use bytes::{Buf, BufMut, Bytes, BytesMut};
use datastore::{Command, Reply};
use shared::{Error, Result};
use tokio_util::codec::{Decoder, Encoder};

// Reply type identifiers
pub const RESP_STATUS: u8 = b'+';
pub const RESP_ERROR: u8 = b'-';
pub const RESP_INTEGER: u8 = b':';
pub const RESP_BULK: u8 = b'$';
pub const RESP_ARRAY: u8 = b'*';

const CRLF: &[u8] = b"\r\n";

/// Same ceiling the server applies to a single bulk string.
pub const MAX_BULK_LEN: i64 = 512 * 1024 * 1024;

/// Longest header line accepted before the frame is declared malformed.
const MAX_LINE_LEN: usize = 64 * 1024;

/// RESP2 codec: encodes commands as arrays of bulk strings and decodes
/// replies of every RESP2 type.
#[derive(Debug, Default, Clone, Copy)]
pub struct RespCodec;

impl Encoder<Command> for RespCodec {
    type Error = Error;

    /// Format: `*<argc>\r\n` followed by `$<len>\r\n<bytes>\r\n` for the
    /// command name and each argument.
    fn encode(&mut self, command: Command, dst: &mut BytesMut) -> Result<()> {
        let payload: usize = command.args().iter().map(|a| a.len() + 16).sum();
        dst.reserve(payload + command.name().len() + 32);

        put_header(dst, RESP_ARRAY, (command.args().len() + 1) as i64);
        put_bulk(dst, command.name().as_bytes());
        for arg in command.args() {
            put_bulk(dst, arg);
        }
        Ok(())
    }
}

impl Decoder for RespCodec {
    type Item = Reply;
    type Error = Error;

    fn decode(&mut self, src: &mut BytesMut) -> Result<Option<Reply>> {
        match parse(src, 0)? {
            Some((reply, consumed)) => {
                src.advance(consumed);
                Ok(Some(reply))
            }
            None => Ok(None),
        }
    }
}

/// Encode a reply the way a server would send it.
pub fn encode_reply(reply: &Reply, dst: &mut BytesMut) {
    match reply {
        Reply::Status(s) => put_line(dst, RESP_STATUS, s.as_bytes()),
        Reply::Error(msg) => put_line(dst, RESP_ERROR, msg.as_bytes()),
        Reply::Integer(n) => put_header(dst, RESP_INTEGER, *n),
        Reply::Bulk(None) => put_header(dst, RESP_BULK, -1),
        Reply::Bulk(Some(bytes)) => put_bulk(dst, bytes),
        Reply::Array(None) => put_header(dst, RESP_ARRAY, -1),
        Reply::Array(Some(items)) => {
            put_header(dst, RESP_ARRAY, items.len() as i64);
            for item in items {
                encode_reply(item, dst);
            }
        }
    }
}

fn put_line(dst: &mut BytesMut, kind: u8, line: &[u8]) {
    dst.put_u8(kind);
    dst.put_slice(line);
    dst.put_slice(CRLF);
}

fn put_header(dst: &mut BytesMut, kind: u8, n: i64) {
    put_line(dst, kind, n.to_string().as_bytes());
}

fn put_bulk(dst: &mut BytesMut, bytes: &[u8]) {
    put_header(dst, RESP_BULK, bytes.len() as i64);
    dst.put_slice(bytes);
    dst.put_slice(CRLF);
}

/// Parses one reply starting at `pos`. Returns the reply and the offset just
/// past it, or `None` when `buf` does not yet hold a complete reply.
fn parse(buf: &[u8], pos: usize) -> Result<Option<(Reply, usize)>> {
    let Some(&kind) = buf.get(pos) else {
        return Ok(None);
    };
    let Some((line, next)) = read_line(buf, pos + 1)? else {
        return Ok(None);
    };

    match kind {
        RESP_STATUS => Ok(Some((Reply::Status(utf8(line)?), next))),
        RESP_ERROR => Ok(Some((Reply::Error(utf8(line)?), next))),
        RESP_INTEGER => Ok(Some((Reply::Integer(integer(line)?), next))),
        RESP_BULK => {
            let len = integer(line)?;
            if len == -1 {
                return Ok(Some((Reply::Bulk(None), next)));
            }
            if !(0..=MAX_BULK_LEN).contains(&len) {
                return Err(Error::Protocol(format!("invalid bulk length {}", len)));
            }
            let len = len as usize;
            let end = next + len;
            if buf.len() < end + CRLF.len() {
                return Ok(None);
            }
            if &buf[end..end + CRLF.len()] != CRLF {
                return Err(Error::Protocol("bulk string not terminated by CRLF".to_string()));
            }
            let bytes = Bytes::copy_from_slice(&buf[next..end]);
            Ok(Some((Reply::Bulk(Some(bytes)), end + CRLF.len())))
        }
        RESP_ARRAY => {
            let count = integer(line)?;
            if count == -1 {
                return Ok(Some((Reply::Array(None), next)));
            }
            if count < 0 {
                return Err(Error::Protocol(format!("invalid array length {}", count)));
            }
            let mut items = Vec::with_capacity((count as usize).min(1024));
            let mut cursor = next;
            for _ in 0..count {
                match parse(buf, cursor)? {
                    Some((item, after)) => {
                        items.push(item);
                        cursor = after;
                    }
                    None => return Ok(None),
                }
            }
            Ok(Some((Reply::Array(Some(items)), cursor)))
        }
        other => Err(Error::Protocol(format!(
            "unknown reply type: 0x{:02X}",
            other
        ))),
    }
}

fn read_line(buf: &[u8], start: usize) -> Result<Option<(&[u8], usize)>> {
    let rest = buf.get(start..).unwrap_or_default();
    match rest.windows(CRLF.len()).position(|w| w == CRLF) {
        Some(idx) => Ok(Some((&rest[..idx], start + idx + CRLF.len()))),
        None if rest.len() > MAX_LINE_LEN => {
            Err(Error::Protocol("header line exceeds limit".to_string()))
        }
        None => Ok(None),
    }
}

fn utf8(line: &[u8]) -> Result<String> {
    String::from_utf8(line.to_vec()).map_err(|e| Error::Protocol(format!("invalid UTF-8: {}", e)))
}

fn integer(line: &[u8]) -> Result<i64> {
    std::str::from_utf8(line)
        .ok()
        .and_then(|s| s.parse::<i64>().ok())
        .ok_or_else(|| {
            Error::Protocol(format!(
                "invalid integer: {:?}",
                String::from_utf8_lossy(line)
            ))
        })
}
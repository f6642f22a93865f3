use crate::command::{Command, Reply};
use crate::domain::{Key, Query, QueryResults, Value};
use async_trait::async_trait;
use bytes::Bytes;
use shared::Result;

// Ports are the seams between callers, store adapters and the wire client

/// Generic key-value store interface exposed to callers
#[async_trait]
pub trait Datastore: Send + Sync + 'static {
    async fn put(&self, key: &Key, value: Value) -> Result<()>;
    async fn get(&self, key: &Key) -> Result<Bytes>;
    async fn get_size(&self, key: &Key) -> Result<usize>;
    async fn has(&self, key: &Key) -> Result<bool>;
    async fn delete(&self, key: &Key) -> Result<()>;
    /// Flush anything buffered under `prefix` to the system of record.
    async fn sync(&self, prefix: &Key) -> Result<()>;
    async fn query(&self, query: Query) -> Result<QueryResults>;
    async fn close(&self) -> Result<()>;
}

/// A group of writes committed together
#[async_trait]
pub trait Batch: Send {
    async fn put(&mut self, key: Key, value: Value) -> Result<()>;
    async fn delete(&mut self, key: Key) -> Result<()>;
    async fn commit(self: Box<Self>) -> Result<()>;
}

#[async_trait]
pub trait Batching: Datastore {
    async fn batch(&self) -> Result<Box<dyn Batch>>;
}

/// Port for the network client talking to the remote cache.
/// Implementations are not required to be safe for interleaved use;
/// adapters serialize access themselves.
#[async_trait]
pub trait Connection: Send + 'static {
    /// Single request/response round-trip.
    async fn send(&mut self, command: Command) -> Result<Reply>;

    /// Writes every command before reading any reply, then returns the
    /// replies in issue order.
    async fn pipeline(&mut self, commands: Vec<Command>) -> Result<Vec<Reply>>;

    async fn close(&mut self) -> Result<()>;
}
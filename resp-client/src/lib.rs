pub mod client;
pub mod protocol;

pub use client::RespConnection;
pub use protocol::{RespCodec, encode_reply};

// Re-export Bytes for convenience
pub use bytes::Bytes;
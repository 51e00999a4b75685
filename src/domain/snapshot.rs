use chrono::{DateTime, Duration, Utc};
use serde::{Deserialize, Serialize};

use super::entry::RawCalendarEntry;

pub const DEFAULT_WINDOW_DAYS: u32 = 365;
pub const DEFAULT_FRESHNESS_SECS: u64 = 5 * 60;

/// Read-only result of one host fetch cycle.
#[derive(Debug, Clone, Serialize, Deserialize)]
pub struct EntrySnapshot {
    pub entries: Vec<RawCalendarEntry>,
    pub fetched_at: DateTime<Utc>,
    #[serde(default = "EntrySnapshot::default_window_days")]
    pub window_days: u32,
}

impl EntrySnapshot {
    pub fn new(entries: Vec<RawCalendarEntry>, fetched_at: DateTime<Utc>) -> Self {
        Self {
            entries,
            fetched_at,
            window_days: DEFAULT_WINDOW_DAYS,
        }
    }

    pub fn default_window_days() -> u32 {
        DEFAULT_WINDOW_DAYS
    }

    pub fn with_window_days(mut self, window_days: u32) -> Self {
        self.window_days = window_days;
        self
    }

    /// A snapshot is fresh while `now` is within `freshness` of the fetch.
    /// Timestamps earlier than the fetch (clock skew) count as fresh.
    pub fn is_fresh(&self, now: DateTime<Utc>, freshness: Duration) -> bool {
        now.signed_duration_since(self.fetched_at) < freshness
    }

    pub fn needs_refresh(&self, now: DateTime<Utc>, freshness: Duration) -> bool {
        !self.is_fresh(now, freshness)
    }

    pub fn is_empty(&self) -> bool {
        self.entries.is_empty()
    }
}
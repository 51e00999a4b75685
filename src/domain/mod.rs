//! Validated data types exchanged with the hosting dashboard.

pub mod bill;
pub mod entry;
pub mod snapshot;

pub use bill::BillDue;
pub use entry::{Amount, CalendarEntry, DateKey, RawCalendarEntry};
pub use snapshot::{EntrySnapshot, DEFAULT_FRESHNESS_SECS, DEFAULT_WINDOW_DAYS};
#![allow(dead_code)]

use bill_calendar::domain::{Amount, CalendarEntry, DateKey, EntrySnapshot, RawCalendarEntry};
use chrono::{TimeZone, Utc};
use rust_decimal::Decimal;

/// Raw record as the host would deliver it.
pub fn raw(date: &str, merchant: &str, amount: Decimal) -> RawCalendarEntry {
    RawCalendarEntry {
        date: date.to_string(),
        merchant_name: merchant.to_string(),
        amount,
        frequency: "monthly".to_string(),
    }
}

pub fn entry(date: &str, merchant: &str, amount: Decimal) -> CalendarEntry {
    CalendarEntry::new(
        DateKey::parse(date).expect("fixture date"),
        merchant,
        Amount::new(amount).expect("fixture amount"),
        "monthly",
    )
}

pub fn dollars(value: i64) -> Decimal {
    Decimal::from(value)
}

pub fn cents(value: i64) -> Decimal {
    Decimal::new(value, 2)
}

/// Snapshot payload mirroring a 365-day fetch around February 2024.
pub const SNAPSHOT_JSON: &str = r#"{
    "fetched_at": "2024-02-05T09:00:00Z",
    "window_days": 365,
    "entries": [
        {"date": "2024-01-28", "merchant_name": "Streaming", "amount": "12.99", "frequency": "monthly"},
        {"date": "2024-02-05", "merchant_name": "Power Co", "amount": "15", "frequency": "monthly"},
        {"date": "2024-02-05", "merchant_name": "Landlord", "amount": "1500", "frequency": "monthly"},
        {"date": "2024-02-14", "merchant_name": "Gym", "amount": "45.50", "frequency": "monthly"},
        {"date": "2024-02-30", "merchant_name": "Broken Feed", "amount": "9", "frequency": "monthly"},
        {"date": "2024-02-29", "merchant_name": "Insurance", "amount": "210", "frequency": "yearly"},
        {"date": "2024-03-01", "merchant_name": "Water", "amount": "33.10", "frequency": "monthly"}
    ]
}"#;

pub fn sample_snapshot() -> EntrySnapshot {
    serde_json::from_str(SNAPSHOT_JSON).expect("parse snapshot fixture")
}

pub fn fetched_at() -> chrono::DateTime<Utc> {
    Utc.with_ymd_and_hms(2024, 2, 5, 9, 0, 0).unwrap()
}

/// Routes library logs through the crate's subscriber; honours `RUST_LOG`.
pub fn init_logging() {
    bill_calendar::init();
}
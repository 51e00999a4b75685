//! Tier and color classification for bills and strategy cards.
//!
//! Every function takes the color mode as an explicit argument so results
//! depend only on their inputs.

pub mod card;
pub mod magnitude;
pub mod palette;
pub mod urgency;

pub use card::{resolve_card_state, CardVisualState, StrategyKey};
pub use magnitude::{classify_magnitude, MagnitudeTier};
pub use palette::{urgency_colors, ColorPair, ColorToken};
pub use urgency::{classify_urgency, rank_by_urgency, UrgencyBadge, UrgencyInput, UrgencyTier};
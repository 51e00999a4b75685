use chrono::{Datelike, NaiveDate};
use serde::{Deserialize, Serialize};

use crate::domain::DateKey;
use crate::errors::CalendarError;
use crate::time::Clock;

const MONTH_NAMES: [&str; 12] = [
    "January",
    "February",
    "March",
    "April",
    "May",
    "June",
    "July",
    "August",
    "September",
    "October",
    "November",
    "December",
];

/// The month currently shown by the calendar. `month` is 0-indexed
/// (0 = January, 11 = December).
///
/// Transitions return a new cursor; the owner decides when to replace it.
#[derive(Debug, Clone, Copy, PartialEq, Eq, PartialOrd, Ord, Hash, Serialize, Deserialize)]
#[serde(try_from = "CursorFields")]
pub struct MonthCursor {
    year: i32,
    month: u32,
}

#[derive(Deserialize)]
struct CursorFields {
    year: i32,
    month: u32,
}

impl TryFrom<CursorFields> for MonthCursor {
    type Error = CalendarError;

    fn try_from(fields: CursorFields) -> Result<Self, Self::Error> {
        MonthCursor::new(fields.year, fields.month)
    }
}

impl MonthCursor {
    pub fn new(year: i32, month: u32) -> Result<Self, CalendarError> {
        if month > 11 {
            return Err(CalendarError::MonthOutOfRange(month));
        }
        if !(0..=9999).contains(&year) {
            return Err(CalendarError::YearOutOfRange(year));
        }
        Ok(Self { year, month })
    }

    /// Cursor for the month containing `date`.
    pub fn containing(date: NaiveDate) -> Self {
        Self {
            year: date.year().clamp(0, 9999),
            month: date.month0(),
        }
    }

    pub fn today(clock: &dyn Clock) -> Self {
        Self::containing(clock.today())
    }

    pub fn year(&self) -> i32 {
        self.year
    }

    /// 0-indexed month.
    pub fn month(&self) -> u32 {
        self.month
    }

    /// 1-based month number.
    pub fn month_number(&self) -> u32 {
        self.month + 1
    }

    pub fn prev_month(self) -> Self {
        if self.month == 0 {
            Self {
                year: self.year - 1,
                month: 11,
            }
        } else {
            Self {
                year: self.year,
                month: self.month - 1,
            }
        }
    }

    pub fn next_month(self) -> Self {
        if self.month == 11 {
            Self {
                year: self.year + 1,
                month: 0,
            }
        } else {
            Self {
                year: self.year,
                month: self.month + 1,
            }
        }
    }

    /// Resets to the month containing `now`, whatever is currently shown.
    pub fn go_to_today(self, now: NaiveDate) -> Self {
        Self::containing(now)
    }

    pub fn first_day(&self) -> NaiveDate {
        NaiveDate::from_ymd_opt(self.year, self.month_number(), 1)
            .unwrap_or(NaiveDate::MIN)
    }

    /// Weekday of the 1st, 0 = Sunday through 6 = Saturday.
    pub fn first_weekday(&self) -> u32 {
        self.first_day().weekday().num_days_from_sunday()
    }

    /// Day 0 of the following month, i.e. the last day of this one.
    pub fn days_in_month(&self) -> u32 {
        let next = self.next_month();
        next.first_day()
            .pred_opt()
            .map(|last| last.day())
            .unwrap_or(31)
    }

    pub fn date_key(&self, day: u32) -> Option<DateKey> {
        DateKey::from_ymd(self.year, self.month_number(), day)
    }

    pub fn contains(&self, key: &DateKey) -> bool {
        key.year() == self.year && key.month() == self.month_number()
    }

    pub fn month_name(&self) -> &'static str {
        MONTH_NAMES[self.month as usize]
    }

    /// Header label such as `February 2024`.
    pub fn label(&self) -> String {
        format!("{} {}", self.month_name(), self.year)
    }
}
━━━━━━
Write down exactly the span of lines above from the one containing "pub mod bill;" to the one containing "use rust_decimal::Decimal;", both ends included.

pub mod bill;
pub mod entry;
pub mod snapshot;

pub use bill::BillDue;
pub use entry::{Amount, CalendarEntry, DateKey, RawCalendarEntry};
pub use snapshot::{EntrySnapshot, DEFAULT_FRESHNESS_SECS, DEFAULT_WINDOW_DAYS};
#![allow(dead_code)]

use bill_calendar::domain::{Amount, CalendarEntry, DateKey, EntrySnapshot, RawCalendarEntry};
use chrono::{TimeZone, Utc};
use rust_decimal::Decimal;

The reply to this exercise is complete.